A follicle is normal but when it bursts to release the egg when about 25mm in diameter, there may be a twinge of pain (called mittelschmerz). If it does not burst, there is seldom any trouble until it reaches about 50mm diameter. At this size, the weight of fluid in the cyst causes it to sag down. The pedicle, through which blood reaches the ovary can then twist. Rather like wringing out a towel, this causes pressure in the pedicle. Veins are at lower pressure than arteries and so this twisting (or torsion) can crush the veins, stopping blood leaving the ovary whilst still allowing arterial flow into it. This can cause bleeding into the cyst or rupture with concomitant pain.  Torsion of an ovary is an emergency requiring rapid untwisting and drainage (at least) of the cyst.  Otherwise the ovary will die.
An endometrioma will tend to hurt at each period as it is stretched with new bleeding.

How is a cyst diagnosed?

Abdominal swelling or pain might suggest a cyst. If it is big enough to cause trouble, it may well be felt at a bimanual examination. Confirmation is usually by ultrasound scanning. The scan may show features that suggest that the cyst is benign or malignant or that there has been bleeding into the cyst. We will often arrange a blood test for the chemical CA-125.

What is a Dermoid Cyst?

These cysts are so called because they are very like skin (or dermis). They contain hair and sebum (the lubrication for hair). Sebum is fatty and lighter than water so they do not normally behave like simple cysts.

How are they formed?

There is some discussion about this. We think that they arise from an unfertilised egg which tries to develop.

Are there other tissues?

Yes. It is common to find rudimentary teeth. Also, other tissues such as thyroid may be found.

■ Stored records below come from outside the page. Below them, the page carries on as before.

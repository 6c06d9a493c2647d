use std::path::PathBuf;
use std::sync::Mutex;

use anyhow::{Context, Result};
use clap::{Args, Parser, Subcommand};
use tracing_subscriber::EnvFilter;

use crate::filter::TaskFilters;
use crate::task::Priority;

pub const DATABASE_NAME: &str = "tasks_db.sqlite3";
pub const LOG_FILE_NAME: &str = "todolist.log";

#[derive(Debug, Parser)]
#[command(name = "todolist", version, about = "Terminal to-do list")]
pub struct Cli {
    /// SQLite database file
    #[arg(long, env = "TODOLIST_DB", global = true)]
    pub db: Option<PathBuf>,

    /// Log filter, e.g. `info` or `todolist=debug`
    #[arg(long, env = "TODOLIST_LOG", default_value = "info", global = true)]
    pub log: String,

    /// Where the interactive UI writes its log
    #[arg(long, global = true)]
    pub log_file: Option<PathBuf>,

    #[command(subcommand)]
    pub command: Option<Command>,
}

#[derive(Debug, Subcommand)]
pub enum Command {
    /// Open the interactive task list (default)
    Ui,
    /// Print tasks matching the given filters
    List(ListArgs),
    /// Write all tasks to stdout as JSON
    Export {
        #[arg(long)]
        pretty: bool,
    },
    /// Add tasks from a JSON file produced by `export`
    Import { path: PathBuf },
}

#[derive(Debug, Default, Args)]
pub struct ListArgs {
    #[arg(long, conflicts_with = "pending")]
    pub completed: bool,
    #[arg(long)]
    pub pending: bool,
    /// LOW, MEDIUM or HIGH
    #[arg(long)]
    pub priority: Option<Priority>,
    #[arg(long)]
    pub search: Option<String>,
    /// Mark tasks whose due date has passed
    #[arg(long)]
    pub overdue: bool,
}

impl ListArgs {
    pub fn filters(&self) -> TaskFilters {
        let completed = match (self.completed, self.pending) {
            (true, _) => Some(true),
            (_, true) => Some(false),
            _ => None,
        };
        TaskFilters {
            completed,
            priority: self.priority,
            search: self.search.clone().unwrap_or_default(),
            overdue: self.overdue,
        }
    }
}

fn data_dir() -> Option<PathBuf> {
    directories::ProjectDirs::from("", "", "todolist").map(|dirs| dirs.data_dir().to_path_buf())
}

impl Cli {
    pub fn database_path(&self) -> PathBuf {
        self.db.clone().unwrap_or_else(|| {
            data_dir()
                .map(|dir| dir.join(DATABASE_NAME))
                .unwrap_or_else(|| PathBuf::from(DATABASE_NAME))
        })
    }

    pub fn log_path(&self) -> PathBuf {
        self.log_file.clone().unwrap_or_else(|| {
            data_dir()
                .map(|dir| dir.join(LOG_FILE_NAME))
                .unwrap_or_else(|| PathBuf::from(LOG_FILE_NAME))
        })
    }

    pub fn is_interactive(&self) -> bool {
        matches!(self.command, None | Some(Command::Ui))
    }

    /// The UI owns the terminal, so it logs to a file; commands log to stderr.
    pub fn init_tracing(&self) -> Result<()> {
        let filter = EnvFilter::try_new(&self.log)
            .with_context(|| format!("invalid log filter `{}`", self.log))?;
        let builder = tracing_subscriber::fmt().with_env_filter(filter);

        let result = if self.is_interactive() {
            let path = self.log_path();
            if let Some(parent) = path.parent().filter(|p| !p.as_os_str().is_empty()) {
                std::fs::create_dir_all(parent)
                    .with_context(|| format!("creating {}", parent.display()))?;
            }
            let file = std::fs::OpenOptions::new()
                .create(true)
                .append(true)
                .open(&path)
                .with_context(|| format!("opening log file {}", path.display()))?;
            builder
                .with_ansi(false)
                .with_writer(Mutex::new(file))
                .try_init()
        } else {
            builder.with_writer(std::io::stderr).try_init()
        };
        result.map_err(|e| anyhow::anyhow!("failed to initialize tracing subscriber: {e}"))
    }
}

#[cfg(test)]
mod tests {
    use super::*;

    #[test]
    fn list_flags_map_to_filters() {
        let cli = Cli::try_parse_from([
            "todolist", "list", "--pending", "--priority", "HIGH", "--overdue",
        ])
        .unwrap();
        let Some(Command::List(args)) = cli.command else {
            panic!("expected list command");
        };
        let filters = args.filters();
        assert_eq!(filters.completed, Some(false));
        assert_eq!(filters.priority, Some(Priority::High));
        assert!(filters.overdue);
        assert!(filters.search.is_empty());
    }

    #[test]
    fn completed_and_pending_conflict() {
        assert!(Cli::try_parse_from(["todolist", "list", "--completed", "--pending"]).is_err());
    }

    #[test]
    fn explicit_db_wins() {
        let cli = Cli::try_parse_from(["todolist", "--db", "/tmp/t.sqlite3"]).unwrap();
        assert_eq!(cli.database_path(), PathBuf::from("/tmp/t.sqlite3"));
        assert!(cli.is_interactive());
    }
}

How is an ovarian cyst treated?

  • Drainage: A simple cyst that is not too large can be needled at laparoscopy and the fluid drawn out. The cyst then shrivels up.
  • Laparoscopic Ovarian Cystectomy: A laparoscopy is performed. The cyst is drained then one can cut out the cyst wall using two tiny incisions in the abdomen to insert instruments.
  • Laparotomy and Ovarian Cystectomy: Sometimes an open operation is needed.
  • Malignant Pelvic Masses

    Ovarian cancer is rare before age 40. The risk of ovarian cancer increases with age: 

    •4:100,000 age 25-29
    •15.7:100,000 age 40-44 
    •54:100,000 age 75-79 
    •Risk increases if one first-degree relative has ovarian cancer (risk increases from 1.4% to 5%. Women who have 2 or more first degree relatives with ovarian cancer have a 7% lifetime risk of developing ovarian cancer.
    •Unfortunately, most women are diagnosed at an advanced stage. 75% of women with stages I or II disease can be cured but this falls to 5-15% for women with more advanced disease. 
    •Cancers in other organs should be considered as well. Colon cancer causes 30,000 deaths annually in the USA, more than twice the number of deaths due to ovarian cancer. Change in bowel habits, rectal bleeding, and/or abdominal/pelvic pain and constitutional symptoms should trigger evaluation with colonoscopy.
    •Breast cancer can metastasize to the ovary as can uterine and colon cancer. A careful breast exam and rectal exam, faecal occult blood, and mammography are helpful in detecting these cancers. Family history is helpful as well as all of these cancers tend to run in families. 

    How are these masses treated?
    As the treatment is individualised for each woman’s best result by the Multi-Disciplinary Team (MDT), and is constantly changing as our knowledge improves, I do not propose to describe this here.  It is best discussed with your doctors if and when necessary.